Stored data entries
- - -
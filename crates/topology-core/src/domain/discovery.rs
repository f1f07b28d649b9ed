//! Breadth-first topology discovery state machine.
//!
//! The [`Discoverer`] never touches a socket.  It is fed decoded
//! [`Message`]s and answers with the messages that should be sent next,
//! which keeps the whole BFS testable without a network.
//!
//! ```text
//!  AwaitingInit ──init──▶ Exploring ──frontier empty──▶ Finalizing ──finalize()──▶ Done
//!                            │  ▲
//!                            └──┘ query reply: record neighbors, query unvisited ones
//! ```
//!
//! # Reply correlation
//!
//! The protocol does not promise that replies arrive in the order the queries
//! were sent.  Every outstanding query is tracked together with its `msg_id`
//! and addressed node, and a reply is matched against them in this order:
//!
//! 1. a reply whose `msg_id` equals an outstanding query's `msg_id`;
//! 2. a reply whose `sender_id` equals an outstanding query's addressed node;
//! 3. otherwise the oldest outstanding query (arrival-order fallback).

use std::collections::{HashSet, VecDeque};

use serde::Serialize;
use thiserror::Error;
use tracing::{debug, info, warn};

use crate::protocol::messages::{Message, MessageType, Topology};
use crate::protocol::msg_id::{MessageIdSource, UuidIds};

/// Lifecycle of one discovery session.
#[derive(Debug, Clone, Copy, PartialEq, Eq)]
pub enum DiscoveryState {
    /// Waiting for the proxy to assign this node's id.
    AwaitingInit,
    /// Queries are outstanding.
    Exploring,
    /// Every reachable node has reported; the report is ready to build.
    Finalizing,
    /// The report has been produced.  Terminal.
    Done,
}

/// Errors raised by the state machine.
#[derive(Debug, Error, PartialEq)]
pub enum DiscoveryError {
    /// The `init` message did not carry a node id.
    #[error("init message from {sender:?} assigned an empty node id")]
    EmptyNodeId { sender: String },

    /// Input arrived after the session finished.
    #[error("discovery session is finished; refusing {0} message")]
    SessionFinished(MessageType),

    /// `finalize` was called while queries were still outstanding (or before init).
    #[error("cannot finalize discovery in state {0:?}")]
    NotReadyToFinalize(DiscoveryState),
}

/// How a reply was matched to its outstanding query.
#[derive(Debug, Clone, Copy, PartialEq, Eq)]
pub enum ReplyMatch {
    MsgId,
    Sender,
    Oldest,
}

/// Counters describing a session so far.
#[derive(Debug, Clone, Copy, Default, PartialEq, Eq, Serialize)]
pub struct DiscoveryStats {
    pub queries_sent: usize,
    pub replies_processed: usize,
    pub matched_by_msg_id: usize,
    pub matched_by_sender: usize,
    pub matched_by_order: usize,
    /// Messages that did not apply to the current state.
    pub ignored: usize,
}

/// A query that has been sent but not yet answered.
#[derive(Debug, Clone)]
struct PendingQuery {
    node: String,
    msg_id: String,
}

/// BFS discovery over a graph revealed one neighbor list at a time.
pub struct Discoverer {
    state: DiscoveryState,
    node_id: Option<String>,
    /// Frontier queue: outstanding queries in send order.
    frontier: VecDeque<PendingQuery>,
    visited: HashSet<String>,
    topology: Topology,
    ids: Box<dyn MessageIdSource>,
    stats: DiscoveryStats,
}

impl Discoverer {
    /// Creates a discoverer that stamps outgoing messages with UUID v4 ids.
    pub fn new() -> Self {
        Self::with_id_source(UuidIds)
    }

    /// Creates a discoverer with a custom `msg_id` source.
    pub fn with_id_source(ids: impl MessageIdSource + 'static) -> Self {
        Self {
            state: DiscoveryState::AwaitingInit,
            node_id: None,
            frontier: VecDeque::new(),
            visited: HashSet::new(),
            topology: Topology::new(),
            ids: Box::new(ids),
            stats: DiscoveryStats::default(),
        }
    }

    /// Feeds one inbound message and returns the messages to send in response.
    ///
    /// # Errors
    ///
    /// - [`DiscoveryError::EmptyNodeId`] if `init` carries no node id.
    /// - [`DiscoveryError::SessionFinished`] once the session is [`DiscoveryState::Done`].
    pub fn handle(&mut self, msg: Message) -> Result<Vec<Message>, DiscoveryError> {
        match self.state {
            DiscoveryState::AwaitingInit => {
                if msg.kind != MessageType::Init {
                    debug!("ignoring {} message while awaiting init", msg.kind);
                    self.stats.ignored += 1;
                    return Ok(Vec::new());
                }
                if msg.receiver_id.is_empty() {
                    return Err(DiscoveryError::EmptyNodeId {
                        sender: msg.sender_id,
                    });
                }
                Ok(vec![self.begin_exploring(msg.receiver_id)])
            }
            DiscoveryState::Exploring => {
                if msg.kind != MessageType::Query {
                    warn!(
                        "ignoring {} message from {:?} during exploration",
                        msg.kind, msg.sender_id
                    );
                    self.stats.ignored += 1;
                    return Ok(Vec::new());
                }
                Ok(self.record_reply(msg))
            }
            DiscoveryState::Finalizing => {
                debug!(
                    "ignoring {} message from {:?}: no queries outstanding",
                    msg.kind, msg.sender_id
                );
                self.stats.ignored += 1;
                Ok(Vec::new())
            }
            DiscoveryState::Done => Err(DiscoveryError::SessionFinished(msg.kind)),
        }
    }

    /// Builds the final report and moves to [`DiscoveryState::Done`].
    ///
    /// # Errors
    ///
    /// Returns [`DiscoveryError::NotReadyToFinalize`] unless the state is
    /// [`DiscoveryState::Finalizing`].
    pub fn finalize(&mut self) -> Result<Message, DiscoveryError> {
        if self.state != DiscoveryState::Finalizing {
            return Err(DiscoveryError::NotReadyToFinalize(self.state));
        }
        let node_id = self.node_id.clone().unwrap_or_default();
        let report = Message::topology_report(node_id, self.ids.next_id(), self.topology.clone());
        self.state = DiscoveryState::Done;
        info!(
            "topology complete: {} nodes, {} queries",
            self.topology.len(),
            self.stats.queries_sent
        );
        Ok(report)
    }

    /// Entry action of `Exploring`: visit ourselves and query our own neighbors.
    fn begin_exploring(&mut self, node_id: String) -> Message {
        info!("assigned node id {node_id:?}; starting discovery");
        self.visited.insert(node_id.clone());
        self.node_id = Some(node_id.clone());
        self.state = DiscoveryState::Exploring;
        self.enqueue(node_id.clone(), node_id)
    }

    /// Marks `target` as outstanding and builds the query addressed to it.
    fn enqueue(&mut self, own_id: String, target: String) -> Message {
        let msg_id = self.ids.next_id();
        self.frontier.push_back(PendingQuery {
            node: target.clone(),
            msg_id: msg_id.clone(),
        });
        self.stats.queries_sent += 1;
        Message::query(own_id, target, msg_id)
    }

    fn record_reply(&mut self, reply: Message) -> Vec<Message> {
        let (index, how) = self.correlate(&reply);
        let Some(pending) = self.frontier.remove(index) else {
            return Vec::new();
        };
        match how {
            ReplyMatch::MsgId => self.stats.matched_by_msg_id += 1,
            ReplyMatch::Sender => self.stats.matched_by_sender += 1,
            ReplyMatch::Oldest => self.stats.matched_by_order += 1,
        }
        self.stats.replies_processed += 1;
        debug!(
            "node {:?} reported {} neighbors (matched by {:?})",
            pending.node,
            reply.neighbors.len(),
            how
        );

        let own_id = self.node_id.clone().unwrap_or_default();
        let mut outgoing = Vec::new();
        for neighbor in &reply.neighbors {
            if neighbor.is_empty() {
                warn!("node {:?} listed an empty neighbor id; skipping", pending.node);
                continue;
            }
            if self.visited.insert(neighbor.clone()) {
                outgoing.push(self.enqueue(own_id.clone(), neighbor.clone()));
            }
        }
        self.topology.insert(pending.node, reply.neighbors);

        if self.frontier.is_empty() {
            debug!("frontier exhausted after {} replies", self.stats.replies_processed);
            self.state = DiscoveryState::Finalizing;
        }
        outgoing
    }

    /// Picks the outstanding query a reply answers.  Requires a non-empty frontier.
    fn correlate(&self, reply: &Message) -> (usize, ReplyMatch) {
        if !reply.msg_id.is_empty() {
            if let Some(i) = self.frontier.iter().position(|p| p.msg_id == reply.msg_id) {
                return (i, ReplyMatch::MsgId);
            }
        }
        if !reply.sender_id.is_empty() {
            if let Some(i) = self.frontier.iter().position(|p| p.node == reply.sender_id) {
                return (i, ReplyMatch::Sender);
            }
        }
        (0, ReplyMatch::Oldest)
    }

    pub fn state(&self) -> DiscoveryState {
        self.state
    }

    /// This node's id, once `init` has been received.
    pub fn node_id(&self) -> Option<&str> {
        self.node_id.as_deref()
    }

    /// The topology discovered so far.
    pub fn topology(&self) -> &Topology {
        &self.topology
    }

    /// Number of distinct nodes ever enqueued (including this node).
    pub fn visited_count(&self) -> usize {
        self.visited.len()
    }

    /// Addressed node ids of queries still awaiting a reply, oldest first.
    pub fn outstanding(&self) -> impl Iterator<Item = &str> {
        self.frontier.iter().map(|p| p.node.as_str())
    }

    pub fn stats(&self) -> DiscoveryStats {
        self.stats
    }

    /// Returns `true` when the report is ready to be built.
    pub fn is_finalizing(&self) -> bool {
        self.state == DiscoveryState::Finalizing
    }

    pub fn is_done(&self) -> bool {
        self.state == DiscoveryState::Done
    }
}

impl Default for Discoverer {
    fn default() -> Self {
        Self::new()
    }
}

// ── Tests ─────────────────────────────────────────────────────────────────────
- - -
▸ **Problem details**
Find every line in the records that contains the word "Some"; copy those lines.

▸ **Answer space**
        self.node_id = Some(node_id.clone());
        let Some(pending) = self.frontier.remove(index) else {
            if let Some(i) = self.frontier.iter().position(|p| p.msg_id == reply.msg_id) {
            if let Some(i) = self.frontier.iter().position(|p| p.node == reply.sender_id) {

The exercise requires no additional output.